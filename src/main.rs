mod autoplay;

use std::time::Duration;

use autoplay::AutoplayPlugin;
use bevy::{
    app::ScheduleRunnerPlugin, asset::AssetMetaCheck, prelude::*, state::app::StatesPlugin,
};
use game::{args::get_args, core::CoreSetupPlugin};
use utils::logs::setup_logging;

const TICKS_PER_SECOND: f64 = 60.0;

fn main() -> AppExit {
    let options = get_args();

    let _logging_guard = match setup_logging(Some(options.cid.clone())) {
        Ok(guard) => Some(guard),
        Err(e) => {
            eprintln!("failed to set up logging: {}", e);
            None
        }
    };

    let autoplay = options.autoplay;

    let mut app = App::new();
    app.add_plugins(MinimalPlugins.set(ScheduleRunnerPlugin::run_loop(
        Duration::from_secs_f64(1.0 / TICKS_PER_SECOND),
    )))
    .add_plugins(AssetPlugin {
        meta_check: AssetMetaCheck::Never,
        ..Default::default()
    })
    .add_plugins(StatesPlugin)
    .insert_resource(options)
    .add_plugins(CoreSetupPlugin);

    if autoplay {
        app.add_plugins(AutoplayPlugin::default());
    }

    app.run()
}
───
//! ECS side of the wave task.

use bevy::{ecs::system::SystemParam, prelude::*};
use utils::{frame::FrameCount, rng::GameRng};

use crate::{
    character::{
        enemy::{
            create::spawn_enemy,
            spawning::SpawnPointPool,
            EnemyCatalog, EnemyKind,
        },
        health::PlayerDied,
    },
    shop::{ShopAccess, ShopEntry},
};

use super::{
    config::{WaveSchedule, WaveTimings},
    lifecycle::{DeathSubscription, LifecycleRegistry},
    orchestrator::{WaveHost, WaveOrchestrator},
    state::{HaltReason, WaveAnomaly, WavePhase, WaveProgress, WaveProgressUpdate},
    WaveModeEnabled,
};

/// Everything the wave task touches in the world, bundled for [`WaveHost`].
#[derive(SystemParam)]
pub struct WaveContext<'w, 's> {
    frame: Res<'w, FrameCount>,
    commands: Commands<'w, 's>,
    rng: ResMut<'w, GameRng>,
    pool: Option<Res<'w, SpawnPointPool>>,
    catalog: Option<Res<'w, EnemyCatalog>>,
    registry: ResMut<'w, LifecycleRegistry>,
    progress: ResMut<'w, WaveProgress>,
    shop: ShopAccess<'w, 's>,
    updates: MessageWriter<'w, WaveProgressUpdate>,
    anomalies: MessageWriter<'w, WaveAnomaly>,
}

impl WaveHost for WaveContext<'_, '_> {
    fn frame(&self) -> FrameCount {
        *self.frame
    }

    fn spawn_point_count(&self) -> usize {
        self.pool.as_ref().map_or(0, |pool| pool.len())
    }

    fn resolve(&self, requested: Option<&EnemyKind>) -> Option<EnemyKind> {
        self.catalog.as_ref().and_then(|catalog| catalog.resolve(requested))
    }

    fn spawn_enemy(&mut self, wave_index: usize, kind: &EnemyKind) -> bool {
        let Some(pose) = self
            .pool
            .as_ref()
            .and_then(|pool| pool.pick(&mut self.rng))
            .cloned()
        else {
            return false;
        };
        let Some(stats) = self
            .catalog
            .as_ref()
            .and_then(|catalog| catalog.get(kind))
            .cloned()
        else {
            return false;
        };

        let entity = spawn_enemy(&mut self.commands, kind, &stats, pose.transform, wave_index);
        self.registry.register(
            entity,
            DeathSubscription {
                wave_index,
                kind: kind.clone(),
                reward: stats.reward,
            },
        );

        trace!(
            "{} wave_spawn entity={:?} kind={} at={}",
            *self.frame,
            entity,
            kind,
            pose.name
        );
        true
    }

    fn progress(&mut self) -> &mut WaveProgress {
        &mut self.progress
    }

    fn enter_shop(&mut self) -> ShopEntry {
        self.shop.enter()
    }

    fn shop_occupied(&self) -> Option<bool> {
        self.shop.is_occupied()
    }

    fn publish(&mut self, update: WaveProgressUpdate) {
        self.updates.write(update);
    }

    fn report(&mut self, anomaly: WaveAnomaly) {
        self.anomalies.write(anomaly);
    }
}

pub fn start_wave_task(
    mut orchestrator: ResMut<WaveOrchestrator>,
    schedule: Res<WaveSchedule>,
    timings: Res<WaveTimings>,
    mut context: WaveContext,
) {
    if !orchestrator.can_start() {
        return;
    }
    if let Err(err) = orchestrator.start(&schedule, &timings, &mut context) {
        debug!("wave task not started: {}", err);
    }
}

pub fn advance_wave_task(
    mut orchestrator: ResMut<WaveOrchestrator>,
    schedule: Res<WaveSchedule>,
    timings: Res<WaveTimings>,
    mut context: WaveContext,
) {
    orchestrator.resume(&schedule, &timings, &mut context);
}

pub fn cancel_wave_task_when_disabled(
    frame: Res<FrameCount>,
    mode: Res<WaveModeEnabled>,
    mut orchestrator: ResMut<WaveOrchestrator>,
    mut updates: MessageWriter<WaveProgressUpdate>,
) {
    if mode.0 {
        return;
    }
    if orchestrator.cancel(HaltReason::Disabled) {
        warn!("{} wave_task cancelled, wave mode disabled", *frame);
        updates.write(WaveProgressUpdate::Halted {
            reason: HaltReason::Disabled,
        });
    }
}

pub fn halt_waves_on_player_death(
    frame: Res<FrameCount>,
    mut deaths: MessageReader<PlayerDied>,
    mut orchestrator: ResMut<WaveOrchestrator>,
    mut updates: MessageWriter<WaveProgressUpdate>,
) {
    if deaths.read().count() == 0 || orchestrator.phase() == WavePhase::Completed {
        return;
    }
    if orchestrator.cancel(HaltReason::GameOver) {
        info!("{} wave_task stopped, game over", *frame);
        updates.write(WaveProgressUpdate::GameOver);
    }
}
───
Search the entries for "GameOver" and show every line that has it.

    if orchestrator.cancel(HaltReason::GameOver) {
        updates.write(WaveProgressUpdate::GameOver);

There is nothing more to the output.